Wang Lu, Fu Bo, Hou Da-Yong, Lv Yu-Lin, Yang Guang, Li Cong, Shen Jia-Chen, Kong Bin, Zheng Li-Bo, Qiu Yu, Wang Hong-Lei, Liu Chen, Zhang Jian-Ji, Bai Shi-Yu, Li Li-Li, Wang Hao, Xu Wan-Hai
NHC Key Laboratory of Molecular Probes and Targeted Diagnosis and Therapy, Harbin Medical University, Harbin, 150001, China; Department of Urology, The Fourth Hospital of Harbin Medical University, Heilongjiang Key Laboratory of Scientific Research in Urology, No. 37 Yi-Yuan Street, Nangang District, Harbin, Heilongjiang Province, 150081, China.
NHC Key Laboratory of Molecular Probes and Targeted Diagnosis and Therapy, Harbin Medical University, Harbin, 150001, China; Department of Urology, The Fourth Hospital of Harbin Medical University, Heilongjiang Key Laboratory of Scientific Research in Urology, No. 37 Yi-Yuan Street, Nangang District, Harbin, Heilongjiang Province, 150081, China; CAS Center for Excellence in Nanoscience, CAS Key Laboratory for Biomedical Effects of Nanomaterials and Nanosafety, National Center for Nanoscience and Technology (NCNST) No. 11 Beiyitiao, Zhongguancun, Beijing, 100190, China.
Biomaterials. 2023 May;296:122060. doi: 10.1016/j.biomaterials.2023.122060. Epub 2023 Mar 1.
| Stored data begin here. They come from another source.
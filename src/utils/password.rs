use bcrypt::{DEFAULT_COST, hash, verify};

use crate::utils::errors::AppError;

pub fn hash_password(password: &str) -> Result<String, AppError> {
    hash(password, DEFAULT_COST)
        .map_err(|e| AppError::internal(anyhow::anyhow!("Failed to hash password: {}", e)))
}

/// Checks a plaintext password against a stored bcrypt hash. bcrypt's
/// `verify` compares in constant time.
pub fn verify_password(password: &str, hash: &str) -> Result<bool, AppError> {
    verify(password, hash)
        .map_err(|e| AppError::internal(anyhow::anyhow!("Failed to verify password: {}", e)))
}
Stronger intrinsic Warburg effect and resistance to chemotherapy are the responses to high mortality of renal cell carcinoma (RCC). Pyruvate kinase M2 (PKM2) plays an important role in this process. Promoting PKM2 conversion from dimer to tetramer is a critical strategy to inhibit Warburg effect and reverse chemotherapy resistance. Herein, a PKM2 allosteric converter (PAC) is constructed based on the "in vivo self-assembly" strategy, which is able to continuously stimulate PKM2 tetramerization. The PAC contains three motifs, a serine site that is protected by enzyme cleavable β-N-acetylglucosamine, a self-assembly peptide and a AIE motif. Once PAC nanoparticles reach tumor site via the EPR effect, the protective and hydrophilic β-N-acetylglucosamine will be removed by over-expressed O-GlcNAcase (OGA), causing self-assembled peptides to transform into nanofibers with large serine (PKM2 tetramer activator) exposure and long-term retention, which promotes PKM2 tetramerization continuously. Our results show that PAC-induced PKM2 tetramerization inhibits aberrant metabolism mediated by Warburg effect in cytoplasm. In this way, tumor proliferation and metastasis behavior could be effectively inhibited. Meanwhile, PAC induced PKM2 tetramerization impedes the nuclear translocation of PKM2 dimer, which restores the sensitivity of cancer cells to first-line anticancer drugs. Collectively, the innovative PAC effectively promotes PKM2 conversion from dimer to tetramer, and it might provide a novel approach for suppressing RCC and enhancing chemotherapy sensitivity.
更强的内在沃伯格效应和对化疗的抗性是肾细胞癌(RCC)高死亡率的应对机制。丙酮酸激酶M2(PKM2)在此过程中发挥重要作用。促进PKM2从二聚体向四聚体的转变是抑制沃伯格效应和逆转化疗抗性的关键策略。在此,基于“体内自组装”策略构建了一种PKM2变构转换器(PAC),其能够持续刺激PKM2四聚化。PAC包含三个基序,一个由酶可切割的β-N-乙酰葡糖胺保护的丝氨酸位点、一个自组装肽和一个聚集诱导发光(AIE)基序。一旦PAC纳米颗粒通过增强渗透滞留(EPR)效应到达肿瘤部位,过表达的O-连接N-乙酰葡糖胺酶(OGA)会去除保护性和亲水性的β-N-乙酰葡糖胺,导致自组装肽转变为具有大量丝氨酸(PKM2四聚体激活剂)暴露和长期滞留的纳米纤维,从而持续促进PKM2四聚化。我们的结果表明,PAC诱导的PKM2四聚化抑制了细胞质中由沃伯格效应介导的异常代谢。通过这种方式,肿瘤增殖和转移行为可得到有效抑制。同时,PAC诱导的PKM2四聚化阻碍了PKM2二聚体的核转位,从而恢复了癌细胞对一线抗癌药物的敏感性。总体而言,创新性的PAC有效促进了PKM2从二聚体向四聚体的转变,可能为抑制肾细胞癌和增强化疗敏感性提供一种新方法。